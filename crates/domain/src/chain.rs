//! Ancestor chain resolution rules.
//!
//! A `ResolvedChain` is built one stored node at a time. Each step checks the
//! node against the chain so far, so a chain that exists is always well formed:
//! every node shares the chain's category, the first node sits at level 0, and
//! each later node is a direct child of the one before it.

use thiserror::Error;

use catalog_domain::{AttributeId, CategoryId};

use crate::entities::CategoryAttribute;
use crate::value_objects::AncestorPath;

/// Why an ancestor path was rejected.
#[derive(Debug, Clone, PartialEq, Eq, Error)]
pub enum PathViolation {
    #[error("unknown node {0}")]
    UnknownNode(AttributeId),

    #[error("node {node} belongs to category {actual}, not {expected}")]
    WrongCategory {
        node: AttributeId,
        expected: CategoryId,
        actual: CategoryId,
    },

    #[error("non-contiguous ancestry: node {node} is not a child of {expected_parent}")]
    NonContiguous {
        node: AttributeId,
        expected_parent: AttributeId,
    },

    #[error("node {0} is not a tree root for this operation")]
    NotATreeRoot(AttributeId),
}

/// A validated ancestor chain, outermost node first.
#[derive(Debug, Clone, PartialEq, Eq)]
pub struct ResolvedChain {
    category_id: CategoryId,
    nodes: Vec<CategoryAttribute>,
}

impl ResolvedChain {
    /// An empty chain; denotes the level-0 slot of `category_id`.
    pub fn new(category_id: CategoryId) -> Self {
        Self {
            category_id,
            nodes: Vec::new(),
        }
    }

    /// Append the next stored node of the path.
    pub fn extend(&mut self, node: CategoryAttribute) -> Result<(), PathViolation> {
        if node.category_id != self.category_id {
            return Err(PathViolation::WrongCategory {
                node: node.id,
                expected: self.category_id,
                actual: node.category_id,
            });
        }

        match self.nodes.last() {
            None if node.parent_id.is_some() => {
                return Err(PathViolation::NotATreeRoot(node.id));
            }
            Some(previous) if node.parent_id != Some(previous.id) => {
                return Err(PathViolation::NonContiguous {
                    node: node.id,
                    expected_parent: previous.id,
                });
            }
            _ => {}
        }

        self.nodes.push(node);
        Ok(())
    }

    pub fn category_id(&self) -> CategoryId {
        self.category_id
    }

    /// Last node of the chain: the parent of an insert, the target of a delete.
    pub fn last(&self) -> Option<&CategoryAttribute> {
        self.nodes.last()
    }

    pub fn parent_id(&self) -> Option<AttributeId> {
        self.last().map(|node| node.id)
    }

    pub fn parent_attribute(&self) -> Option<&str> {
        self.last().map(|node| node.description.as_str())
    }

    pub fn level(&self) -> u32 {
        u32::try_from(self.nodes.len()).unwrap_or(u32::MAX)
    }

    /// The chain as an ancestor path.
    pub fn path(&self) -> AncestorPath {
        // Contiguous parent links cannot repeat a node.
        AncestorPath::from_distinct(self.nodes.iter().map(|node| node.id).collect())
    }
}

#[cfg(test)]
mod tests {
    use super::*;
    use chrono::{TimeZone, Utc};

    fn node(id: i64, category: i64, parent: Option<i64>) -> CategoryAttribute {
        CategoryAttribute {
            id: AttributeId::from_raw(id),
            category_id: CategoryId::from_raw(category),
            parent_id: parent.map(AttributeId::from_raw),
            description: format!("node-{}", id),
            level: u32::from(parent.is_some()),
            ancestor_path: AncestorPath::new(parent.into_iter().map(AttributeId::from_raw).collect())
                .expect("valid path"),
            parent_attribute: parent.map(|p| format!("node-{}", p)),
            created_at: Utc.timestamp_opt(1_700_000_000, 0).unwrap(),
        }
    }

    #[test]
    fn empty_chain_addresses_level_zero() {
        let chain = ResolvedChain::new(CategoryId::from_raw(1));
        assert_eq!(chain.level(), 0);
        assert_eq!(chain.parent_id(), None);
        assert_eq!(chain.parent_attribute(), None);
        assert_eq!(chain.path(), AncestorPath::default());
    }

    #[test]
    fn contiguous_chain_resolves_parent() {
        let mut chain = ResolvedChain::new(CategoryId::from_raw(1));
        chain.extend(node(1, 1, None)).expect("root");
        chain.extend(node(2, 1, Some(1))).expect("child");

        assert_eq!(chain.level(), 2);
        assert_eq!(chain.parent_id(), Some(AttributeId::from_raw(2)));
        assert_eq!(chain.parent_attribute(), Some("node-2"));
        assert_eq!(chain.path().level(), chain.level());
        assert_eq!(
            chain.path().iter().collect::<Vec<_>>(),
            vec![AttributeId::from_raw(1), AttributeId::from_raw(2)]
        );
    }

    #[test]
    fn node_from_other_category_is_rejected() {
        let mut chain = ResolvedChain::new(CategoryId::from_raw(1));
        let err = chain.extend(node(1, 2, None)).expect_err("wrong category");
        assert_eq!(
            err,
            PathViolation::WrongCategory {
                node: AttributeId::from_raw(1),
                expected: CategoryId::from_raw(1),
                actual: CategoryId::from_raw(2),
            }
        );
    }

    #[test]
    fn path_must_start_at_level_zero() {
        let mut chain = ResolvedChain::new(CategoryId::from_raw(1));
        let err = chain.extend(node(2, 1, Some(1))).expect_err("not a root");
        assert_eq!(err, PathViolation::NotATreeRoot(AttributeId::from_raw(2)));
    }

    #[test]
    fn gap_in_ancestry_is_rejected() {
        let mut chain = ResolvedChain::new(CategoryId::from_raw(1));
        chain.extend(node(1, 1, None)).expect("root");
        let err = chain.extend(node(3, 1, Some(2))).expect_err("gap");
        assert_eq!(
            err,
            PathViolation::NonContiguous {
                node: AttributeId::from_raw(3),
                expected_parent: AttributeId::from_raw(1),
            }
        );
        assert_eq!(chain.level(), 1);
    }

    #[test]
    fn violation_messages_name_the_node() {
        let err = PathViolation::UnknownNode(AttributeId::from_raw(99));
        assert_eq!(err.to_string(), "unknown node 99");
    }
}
• • • • •
## YOUR ASSIGNMENT
Copy out the entire listing exactly.

## RESULT OF THIS EXERCISE
filename crates/domain/src/chain.rs
//! Ancestor chain resolution rules.
//!
//! A `ResolvedChain` is built one stored node at a time. Each step checks the
//! node against the chain so far, so a chain that exists is always well formed:
//! every node shares the chain's category, the first node sits at level 0, and
//! each later node is a direct child of the one before it.

use thiserror::Error;

use catalog_domain::{AttributeId, CategoryId};

use crate::entities::CategoryAttribute;
use crate::value_objects::AncestorPath;

/// Why an ancestor path was rejected.
#[derive(Debug, Clone, PartialEq, Eq, Error)]
pub enum PathViolation {
    #[error("unknown node {0}")]
    UnknownNode(AttributeId),

    #[error("node {node} belongs to category {actual}, not {expected}")]
    WrongCategory {
        node: AttributeId,
        expected: CategoryId,
        actual: CategoryId,
    },

    #[error("non-contiguous ancestry: node {node} is not a child of {expected_parent}")]
    NonContiguous {
        node: AttributeId,
        expected_parent: AttributeId,
    },

    #[error("node {0} is not a tree root for this operation")]
    NotATreeRoot(AttributeId),
}

/// A validated ancestor chain, outermost node first.
#[derive(Debug, Clone, PartialEq, Eq)]
pub struct ResolvedChain {
    category_id: CategoryId,
    nodes: Vec<CategoryAttribute>,
}

impl ResolvedChain {
    /// An empty chain; denotes the level-0 slot of `category_id`.
    pub fn new(category_id: CategoryId) -> Self {
        Self {
            category_id,
            nodes: Vec::new(),
        }
    }

    /// Append the next stored node of the path.
    pub fn extend(&mut self, node: CategoryAttribute) -> Result<(), PathViolation> {
        if node.category_id != self.category_id {
            return Err(PathViolation::WrongCategory {
                node: node.id,
                expected: self.category_id,
                actual: node.category_id,
            });
        }

        match self.nodes.last() {
            None if node.parent_id.is_some() => {
                return Err(PathViolation::NotATreeRoot(node.id));
            }
            Some(previous) if node.parent_id != Some(previous.id) => {
                return Err(PathViolation::NonContiguous {
                    node: node.id,
                    expected_parent: previous.id,
                });
            }
            _ => {}
        }

        self.nodes.push(node);
        Ok(())
    }

    pub fn category_id(&self) -> CategoryId {
        self.category_id
    }

    /// Last node of the chain: the parent of an insert, the target of a delete.
    pub fn last(&self) -> Option<&CategoryAttribute> {
        self.nodes.last()
    }

    pub fn parent_id(&self) -> Option<AttributeId> {
        self.last().map(|node| node.id)
    }

    pub fn parent_attribute(&self) -> Option<&str> {
        self.last().map(|node| node.description.as_str())
    }

    pub fn level(&self) -> u32 {
        u32::try_from(self.nodes.len()).unwrap_or(u32::MAX)
    }

    /// The chain as an ancestor path.
    pub fn path(&self) -> AncestorPath {
        // Contiguous parent links cannot repeat a node.
        AncestorPath::from_distinct(self.nodes.iter().map(|node| node.id).collect())
    }
}

#[cfg(test)]
mod tests {
    use super::*;
    use chrono::{TimeZone, Utc};

    fn node(id: i64, category: i64, parent: Option<i64>) -> CategoryAttribute {
        CategoryAttribute {
            id: AttributeId::from_raw(id),
            category_id: CategoryId::from_raw(category),
            parent_id: parent.map(AttributeId::from_raw),
            description: format!("node-{}", id),
            level: u32::from(parent.is_some()),
            ancestor_path: AncestorPath::new(parent.into_iter().map(AttributeId::from_raw).collect())
                .expect("valid path"),
            parent_attribute: parent.map(|p| format!("node-{}", p)),
            created_at: Utc.timestamp_opt(1_700_000_000, 0).unwrap(),
        }
    }

    #[test]
    fn empty_chain_addresses_level_zero() {
        let chain = ResolvedChain::new(CategoryId::from_raw(1));
        assert_eq!(chain.level(), 0);
        assert_eq!(chain.parent_id(), None);
        assert_eq!(chain.parent_attribute(), None);
        assert_eq!(chain.path(), AncestorPath::default());
    }

    #[test]
    fn contiguous_chain_resolves_parent() {
        let mut chain = ResolvedChain::new(CategoryId::from_raw(1));
        chain.extend(node(1, 1, None)).expect("root");
        chain.extend(node(2, 1, Some(1))).expect("child");

        assert_eq!(chain.level(), 2);
        assert_eq!(chain.parent_id(), Some(AttributeId::from_raw(2)));
        assert_eq!(chain.parent_attribute(), Some("node-2"));
        assert_eq!(chain.path().level(), chain.level());
        assert_eq!(
            chain.path().iter().collect::<Vec<_>>(),
            vec![AttributeId::from_raw(1), AttributeId::from_raw(2)]
        );
    }

    #[test]
    fn node_from_other_category_is_rejected() {
        let mut chain = ResolvedChain::new(CategoryId::from_raw(1));
        let err = chain.extend(node(1, 2, None)).expect_err("wrong category");
        assert_eq!(
            err,
            PathViolation::WrongCategory {
                node: AttributeId::from_raw(1),
                expected: CategoryId::from_raw(1),
                actual: CategoryId::from_raw(2),
            }
        );
    }

    #[test]
    fn path_must_start_at_level_zero() {
        let mut chain = ResolvedChain::new(CategoryId::from_raw(1));
        let err = chain.extend(node(2, 1, Some(1))).expect_err("not a root");
        assert_eq!(err, PathViolation::NotATreeRoot(AttributeId::from_raw(2)));
    }

    #[test]
    fn gap_in_ancestry_is_rejected() {
        let mut chain = ResolvedChain::new(CategoryId::from_raw(1));
        chain.extend(node(1, 1, None)).expect("root");
        let err = chain.extend(node(3, 1, Some(2))).expect_err("gap");
        assert_eq!(
            err,
            PathViolation::NonContiguous {
                node: AttributeId::from_raw(3),
                expected_parent: AttributeId::from_raw(1),
            }
        );
        assert_eq!(chain.level(), 1);
    }

    #[test]
    fn violation_messages_name_the_node() {
        let err = PathViolation::UnknownNode(AttributeId::from_raw(99));
        assert_eq!(err.to_string(), "unknown node 99");
    }
}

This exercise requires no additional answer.